(Records from a dataset)
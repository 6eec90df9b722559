//! 随机数来源抽象
//!
//! 错误率注入、被杀Pod的挑选、Pod名称后缀都通过 `RandomSource` 取随机数，
//! 以便测试中用固定种子或固定序列控制结果。

use std::sync::Mutex;

use rand::rngs::StdRng;
use rand::{Rng, SeedableRng};

/// 随机数来源
pub trait RandomSource: Send + Sync {
    /// `[0, 1)` 区间内的浮点数
    fn next_f64(&self) -> f64;

    /// `[low, high)` 区间内的浮点数
    fn range_f64(&self, low: f64, high: f64) -> f64 {
        low + self.next_f64() * (high - low)
    }

    /// `[0, upper)` 区间内的整数，`upper` 为0时返回0
    fn below(&self, upper: u64) -> u64 {
        if upper == 0 {
            return 0;
        }
        let value = (self.next_f64() * upper as f64).floor() as u64;
        value.min(upper - 1)
    }

    /// 以概率 `probability` 返回 true
    fn chance(&self, probability: f64) -> bool {
        self.next_f64() < probability
    }

    /// 从长度为 `len` 的集合中均匀挑选一个下标
    fn pick_index(&self, len: usize) -> Option<usize> {
        if len == 0 {
            None
        } else {
            Some(self.below(len as u64) as usize)
        }
    }

    /// 由小写字母和数字组成的随机后缀
    fn suffix(&self, len: usize) -> String {
        const ALPHABET: &[u8] = b"abcdefghijklmnopqrstuvwxyz0123456789";
        (0..len)
            .map(|_| ALPHABET[self.below(ALPHABET.len() as u64) as usize] as char)
            .collect()
    }
}

/// 基于线程本地随机数生成器的来源
#[derive(Debug, Default, Clone, Copy)]
pub struct ThreadRandomSource;

impl RandomSource for ThreadRandomSource {
    fn next_f64(&self) -> f64 {
        rand::rng().random::<f64>()
    }
}

/// 固定种子的可复现来源
#[derive(Debug)]
pub struct SeededRandomSource {
    rng: Mutex<StdRng>,
}

impl SeededRandomSource {
    pub fn new(seed: u64) -> Self {
        Self {
            rng: Mutex::new(StdRng::seed_from_u64(seed)),
        }
    }
}

impl RandomSource for SeededRandomSource {
    fn next_f64(&self) -> f64 {
        match self.rng.lock() {
            Ok(mut rng) => rng.random::<f64>(),
            Err(poisoned) => poisoned.into_inner().random::<f64>(),
        }
    }
}

/// 按给定序列循环返回数值的来源，用于测试中精确控制随机分支
#[derive(Debug)]
pub struct SequenceRandomSource {
    values: Vec<f64>,
    cursor: Mutex<usize>,
}

impl SequenceRandomSource {
    /// 序列为空时恒返回0.0；超出 `[0, 1)` 的值会被截断到区间内
    pub fn new(values: Vec<f64>) -> Self {
        Self {
            values,
            cursor: Mutex::new(0),
        }
    }

    /// 恒返回同一个值
    pub fn constant(value: f64) -> Self {
        Self::new(vec![value])
    }
}

impl RandomSource for SequenceRandomSource {
    fn next_f64(&self) -> f64 {
        if self.values.is_empty() {
            return 0.0;
        }
        let mut cursor = match self.cursor.lock() {
            Ok(cursor) => cursor,
            Err(poisoned) => poisoned.into_inner(),
        };
        let value = self.values[*cursor % self.values.len()];
        *cursor += 1;
        value.clamp(0.0, 1.0 - f64::EPSILON)
    }
}

#[cfg(test)]
mod tests {
    use super::*;

    #[test]
    fn test_seeded_source_is_reproducible() {
        let a = SeededRandomSource::new(42);
        let b = SeededRandomSource::new(42);
        let left: Vec<f64> = (0..8).map(|_| a.next_f64()).collect();
        let right: Vec<f64> = (0..8).map(|_| b.next_f64()).collect();
        assert_eq!(left, right);
        assert!(left.iter().all(|v| (0.0..1.0).contains(v)));
    }

    #[test]
    fn test_sequence_source_cycles() {
        let source = SequenceRandomSource::new(vec![0.1, 0.9]);
        assert_eq!(source.next_f64(), 0.1);
        assert_eq!(source.next_f64(), 0.9);
        assert_eq!(source.next_f64(), 0.1);
    }

    #[test]
    fn test_below_stays_in_bounds() {
        let source = SequenceRandomSource::new(vec![0.0, 0.5, 0.999_999]);
        assert_eq!(source.below(100), 0);
        assert_eq!(source.below(100), 50);
        assert_eq!(source.below(100), 99);
        assert_eq!(source.below(0), 0);
    }

    #[test]
    fn test_pick_index() {
        let source = SequenceRandomSource::constant(0.75);
        assert_eq!(source.pick_index(0), None);
        assert_eq!(source.pick_index(2), Some(1));
        assert_eq!(source.pick_index(4), Some(3));
    }

    #[test]
    fn test_chance_threshold() {
        assert!(SequenceRandomSource::constant(0.01).chance(0.05));
        assert!(!SequenceRandomSource::constant(0.5).chance(0.05));
        assert!(!SequenceRandomSource::constant(0.0).chance(0.0));
    }

    #[test]
    fn test_suffix_alphabet() {
        let suffix = ThreadRandomSource.suffix(6);
        assert_eq!(suffix.len(), 6);
        assert!(suffix.chars().all(|c| c.is_ascii_lowercase() || c.is_ascii_digit()));
    }
}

## Your goal
In these entries, some lines may contain the string "match". Give the number of such lines and nothing more.

## Reply to the exercise
2